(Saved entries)

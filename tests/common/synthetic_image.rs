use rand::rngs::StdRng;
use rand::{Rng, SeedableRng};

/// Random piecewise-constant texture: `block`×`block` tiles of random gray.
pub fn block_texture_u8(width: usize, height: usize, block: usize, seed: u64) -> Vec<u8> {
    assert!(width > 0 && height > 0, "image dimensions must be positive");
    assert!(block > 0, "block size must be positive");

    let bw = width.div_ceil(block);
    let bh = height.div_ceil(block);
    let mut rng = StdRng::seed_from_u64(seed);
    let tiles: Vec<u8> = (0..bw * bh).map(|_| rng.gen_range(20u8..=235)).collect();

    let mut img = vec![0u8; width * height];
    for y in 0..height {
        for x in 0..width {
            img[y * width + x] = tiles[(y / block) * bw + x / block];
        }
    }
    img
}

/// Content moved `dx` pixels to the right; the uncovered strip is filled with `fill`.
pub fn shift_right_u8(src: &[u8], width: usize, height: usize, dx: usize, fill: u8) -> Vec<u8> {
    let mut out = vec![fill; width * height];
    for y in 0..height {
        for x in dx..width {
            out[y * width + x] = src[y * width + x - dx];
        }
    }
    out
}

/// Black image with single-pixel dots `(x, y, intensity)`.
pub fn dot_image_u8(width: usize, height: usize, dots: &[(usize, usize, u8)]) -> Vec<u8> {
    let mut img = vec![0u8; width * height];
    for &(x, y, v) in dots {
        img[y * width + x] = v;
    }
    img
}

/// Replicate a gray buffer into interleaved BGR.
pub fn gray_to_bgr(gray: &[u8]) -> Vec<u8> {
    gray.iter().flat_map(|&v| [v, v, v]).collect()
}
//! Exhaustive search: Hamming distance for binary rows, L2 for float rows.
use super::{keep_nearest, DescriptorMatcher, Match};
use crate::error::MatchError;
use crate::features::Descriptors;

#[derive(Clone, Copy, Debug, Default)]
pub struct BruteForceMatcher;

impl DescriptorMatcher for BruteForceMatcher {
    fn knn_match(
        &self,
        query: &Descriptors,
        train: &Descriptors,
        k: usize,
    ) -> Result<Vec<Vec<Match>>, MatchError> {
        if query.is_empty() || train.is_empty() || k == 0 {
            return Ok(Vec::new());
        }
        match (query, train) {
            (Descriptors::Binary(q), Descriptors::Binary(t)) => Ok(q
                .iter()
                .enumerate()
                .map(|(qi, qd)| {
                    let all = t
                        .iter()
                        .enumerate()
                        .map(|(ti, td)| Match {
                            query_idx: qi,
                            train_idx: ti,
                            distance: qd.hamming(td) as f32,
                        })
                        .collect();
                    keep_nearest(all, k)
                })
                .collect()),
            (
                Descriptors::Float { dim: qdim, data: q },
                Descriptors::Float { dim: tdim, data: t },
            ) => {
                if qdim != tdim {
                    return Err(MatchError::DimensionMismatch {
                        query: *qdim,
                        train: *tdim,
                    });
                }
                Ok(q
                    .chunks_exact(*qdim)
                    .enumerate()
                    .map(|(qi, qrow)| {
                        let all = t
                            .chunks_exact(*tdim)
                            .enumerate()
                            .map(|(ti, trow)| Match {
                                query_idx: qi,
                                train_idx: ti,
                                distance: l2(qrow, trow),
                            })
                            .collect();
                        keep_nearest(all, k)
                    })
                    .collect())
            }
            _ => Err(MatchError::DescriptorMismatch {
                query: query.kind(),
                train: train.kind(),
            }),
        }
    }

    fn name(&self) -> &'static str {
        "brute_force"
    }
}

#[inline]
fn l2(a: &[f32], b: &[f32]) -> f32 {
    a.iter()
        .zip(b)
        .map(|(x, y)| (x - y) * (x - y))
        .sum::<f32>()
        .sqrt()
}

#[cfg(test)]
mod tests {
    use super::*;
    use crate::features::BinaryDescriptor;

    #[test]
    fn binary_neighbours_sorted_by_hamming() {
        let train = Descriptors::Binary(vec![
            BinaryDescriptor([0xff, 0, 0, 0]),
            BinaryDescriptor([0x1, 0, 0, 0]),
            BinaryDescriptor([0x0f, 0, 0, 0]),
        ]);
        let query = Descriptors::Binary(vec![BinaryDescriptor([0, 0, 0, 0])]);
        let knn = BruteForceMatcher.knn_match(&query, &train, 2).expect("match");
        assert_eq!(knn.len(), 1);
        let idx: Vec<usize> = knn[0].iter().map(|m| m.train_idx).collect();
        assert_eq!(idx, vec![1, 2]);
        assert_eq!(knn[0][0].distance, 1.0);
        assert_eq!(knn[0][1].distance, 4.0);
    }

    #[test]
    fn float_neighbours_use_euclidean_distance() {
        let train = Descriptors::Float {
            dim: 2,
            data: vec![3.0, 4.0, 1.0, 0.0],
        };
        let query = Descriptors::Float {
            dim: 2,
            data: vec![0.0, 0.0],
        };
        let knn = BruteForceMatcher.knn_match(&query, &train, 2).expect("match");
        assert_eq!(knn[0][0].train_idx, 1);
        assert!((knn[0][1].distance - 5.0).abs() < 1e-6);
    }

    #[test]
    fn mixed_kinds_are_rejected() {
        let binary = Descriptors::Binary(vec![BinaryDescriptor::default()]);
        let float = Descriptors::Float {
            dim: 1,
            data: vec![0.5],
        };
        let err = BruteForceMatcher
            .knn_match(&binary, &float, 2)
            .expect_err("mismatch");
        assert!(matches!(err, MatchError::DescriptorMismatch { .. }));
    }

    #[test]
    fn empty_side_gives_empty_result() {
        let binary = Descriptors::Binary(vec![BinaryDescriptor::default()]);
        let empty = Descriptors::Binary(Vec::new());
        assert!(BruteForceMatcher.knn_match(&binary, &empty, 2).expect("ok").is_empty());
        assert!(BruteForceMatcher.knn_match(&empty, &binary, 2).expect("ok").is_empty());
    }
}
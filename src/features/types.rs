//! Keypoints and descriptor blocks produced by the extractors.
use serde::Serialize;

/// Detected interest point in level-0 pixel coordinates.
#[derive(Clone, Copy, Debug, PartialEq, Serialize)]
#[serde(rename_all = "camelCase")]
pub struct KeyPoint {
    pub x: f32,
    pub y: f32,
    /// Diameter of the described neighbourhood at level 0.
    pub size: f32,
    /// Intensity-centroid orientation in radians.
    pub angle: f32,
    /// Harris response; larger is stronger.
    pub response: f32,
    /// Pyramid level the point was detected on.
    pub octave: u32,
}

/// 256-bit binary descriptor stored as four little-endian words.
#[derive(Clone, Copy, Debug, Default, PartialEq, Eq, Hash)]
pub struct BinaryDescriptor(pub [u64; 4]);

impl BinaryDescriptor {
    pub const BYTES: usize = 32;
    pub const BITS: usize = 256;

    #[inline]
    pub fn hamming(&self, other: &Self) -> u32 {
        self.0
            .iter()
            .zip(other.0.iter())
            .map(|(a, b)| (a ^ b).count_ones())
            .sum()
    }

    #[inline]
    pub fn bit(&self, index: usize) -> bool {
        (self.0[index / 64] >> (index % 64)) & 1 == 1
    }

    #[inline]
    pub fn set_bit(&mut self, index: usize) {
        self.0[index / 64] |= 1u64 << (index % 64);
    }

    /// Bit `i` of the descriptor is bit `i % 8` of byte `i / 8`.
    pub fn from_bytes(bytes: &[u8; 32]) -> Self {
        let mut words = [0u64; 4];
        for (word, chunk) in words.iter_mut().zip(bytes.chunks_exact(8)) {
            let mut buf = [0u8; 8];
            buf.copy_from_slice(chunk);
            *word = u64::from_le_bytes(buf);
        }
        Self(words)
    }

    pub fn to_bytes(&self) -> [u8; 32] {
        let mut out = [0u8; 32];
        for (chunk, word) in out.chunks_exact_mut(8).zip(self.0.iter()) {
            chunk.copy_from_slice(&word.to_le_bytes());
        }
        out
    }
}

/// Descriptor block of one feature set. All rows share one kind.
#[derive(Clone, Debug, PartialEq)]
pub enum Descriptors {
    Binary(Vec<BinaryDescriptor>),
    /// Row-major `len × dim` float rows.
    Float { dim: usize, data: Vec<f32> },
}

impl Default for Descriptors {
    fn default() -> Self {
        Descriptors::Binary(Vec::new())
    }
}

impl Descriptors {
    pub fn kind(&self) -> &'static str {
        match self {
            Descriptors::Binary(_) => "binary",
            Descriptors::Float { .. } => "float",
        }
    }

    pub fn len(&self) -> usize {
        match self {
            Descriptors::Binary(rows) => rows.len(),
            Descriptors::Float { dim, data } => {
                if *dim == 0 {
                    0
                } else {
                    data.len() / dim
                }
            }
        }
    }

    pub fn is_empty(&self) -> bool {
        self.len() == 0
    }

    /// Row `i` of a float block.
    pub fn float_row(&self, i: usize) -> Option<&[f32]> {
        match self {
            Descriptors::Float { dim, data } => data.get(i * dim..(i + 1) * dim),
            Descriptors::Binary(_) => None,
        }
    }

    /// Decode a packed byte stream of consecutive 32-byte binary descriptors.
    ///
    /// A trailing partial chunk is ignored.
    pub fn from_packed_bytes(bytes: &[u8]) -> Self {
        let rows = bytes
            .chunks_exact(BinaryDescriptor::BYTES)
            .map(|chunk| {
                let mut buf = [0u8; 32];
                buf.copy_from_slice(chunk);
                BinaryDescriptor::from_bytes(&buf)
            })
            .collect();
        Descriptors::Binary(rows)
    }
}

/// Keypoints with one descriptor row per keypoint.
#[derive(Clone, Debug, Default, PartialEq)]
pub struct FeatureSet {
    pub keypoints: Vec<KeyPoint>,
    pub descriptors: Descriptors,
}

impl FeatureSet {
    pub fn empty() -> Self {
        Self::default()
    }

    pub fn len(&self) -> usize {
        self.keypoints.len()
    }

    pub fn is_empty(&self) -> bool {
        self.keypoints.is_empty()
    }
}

* Instructions for the task *
"filename" is the string to look for; please copy every line of the records above where it appears.

* Solution for this task *
filename tests/common/synthetic_image.rs
filename src/features/types.rs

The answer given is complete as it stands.